EXERCISE INSTRUCTIONS =>
Restate word for word, and only, the lines that extend from the line containing "let value = start" through the end of the records below.

MATERIAL PROVIDED =>

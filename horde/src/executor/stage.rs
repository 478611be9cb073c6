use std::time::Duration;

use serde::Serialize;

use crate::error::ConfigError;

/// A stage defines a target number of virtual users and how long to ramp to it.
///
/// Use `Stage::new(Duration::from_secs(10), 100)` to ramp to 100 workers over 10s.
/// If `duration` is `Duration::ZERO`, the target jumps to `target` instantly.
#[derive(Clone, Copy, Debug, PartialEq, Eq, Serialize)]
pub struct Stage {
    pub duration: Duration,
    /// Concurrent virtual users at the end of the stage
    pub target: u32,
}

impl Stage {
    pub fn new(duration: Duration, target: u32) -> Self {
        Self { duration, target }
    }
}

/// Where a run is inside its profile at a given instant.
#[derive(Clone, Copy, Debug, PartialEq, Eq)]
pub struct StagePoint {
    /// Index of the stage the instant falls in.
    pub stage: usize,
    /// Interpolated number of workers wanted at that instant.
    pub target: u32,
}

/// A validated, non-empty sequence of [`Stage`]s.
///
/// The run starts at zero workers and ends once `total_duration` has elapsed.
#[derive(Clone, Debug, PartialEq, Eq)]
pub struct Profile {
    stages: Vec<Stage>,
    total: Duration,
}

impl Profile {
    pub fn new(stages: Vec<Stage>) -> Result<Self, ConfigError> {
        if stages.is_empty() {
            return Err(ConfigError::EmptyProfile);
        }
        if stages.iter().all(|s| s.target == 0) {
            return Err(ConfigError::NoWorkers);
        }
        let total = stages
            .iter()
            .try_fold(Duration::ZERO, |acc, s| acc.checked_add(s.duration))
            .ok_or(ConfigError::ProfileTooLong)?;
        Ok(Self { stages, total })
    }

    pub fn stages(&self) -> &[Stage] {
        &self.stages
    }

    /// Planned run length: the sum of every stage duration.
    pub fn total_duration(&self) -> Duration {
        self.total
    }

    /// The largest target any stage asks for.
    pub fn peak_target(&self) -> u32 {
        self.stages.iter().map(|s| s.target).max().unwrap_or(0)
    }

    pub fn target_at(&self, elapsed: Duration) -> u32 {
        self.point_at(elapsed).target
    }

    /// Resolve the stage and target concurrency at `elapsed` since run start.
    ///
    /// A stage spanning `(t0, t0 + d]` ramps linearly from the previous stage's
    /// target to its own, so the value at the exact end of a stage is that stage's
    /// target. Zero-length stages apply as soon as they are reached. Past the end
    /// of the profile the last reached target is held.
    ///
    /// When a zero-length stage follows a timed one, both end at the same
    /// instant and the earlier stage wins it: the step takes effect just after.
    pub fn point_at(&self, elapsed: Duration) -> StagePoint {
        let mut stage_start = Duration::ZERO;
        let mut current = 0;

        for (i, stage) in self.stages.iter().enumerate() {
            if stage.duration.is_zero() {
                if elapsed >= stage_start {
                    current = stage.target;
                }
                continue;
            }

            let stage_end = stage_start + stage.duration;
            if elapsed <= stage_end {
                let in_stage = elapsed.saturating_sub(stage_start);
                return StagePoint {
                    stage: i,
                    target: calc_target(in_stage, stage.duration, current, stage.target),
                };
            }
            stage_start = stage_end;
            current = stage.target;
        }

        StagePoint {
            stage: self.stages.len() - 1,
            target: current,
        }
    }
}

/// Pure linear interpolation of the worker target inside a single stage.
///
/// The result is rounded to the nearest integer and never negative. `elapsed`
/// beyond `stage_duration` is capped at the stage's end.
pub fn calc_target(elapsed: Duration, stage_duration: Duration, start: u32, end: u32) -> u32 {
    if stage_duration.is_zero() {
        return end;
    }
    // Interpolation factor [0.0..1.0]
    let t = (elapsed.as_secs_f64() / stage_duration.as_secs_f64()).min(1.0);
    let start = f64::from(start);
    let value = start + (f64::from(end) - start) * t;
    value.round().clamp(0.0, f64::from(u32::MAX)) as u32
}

TASK RESULT =>
    let value = start + (f64::from(end) - start) * t;
    value.round().clamp(0.0, f64::from(u32::MAX)) as u32
}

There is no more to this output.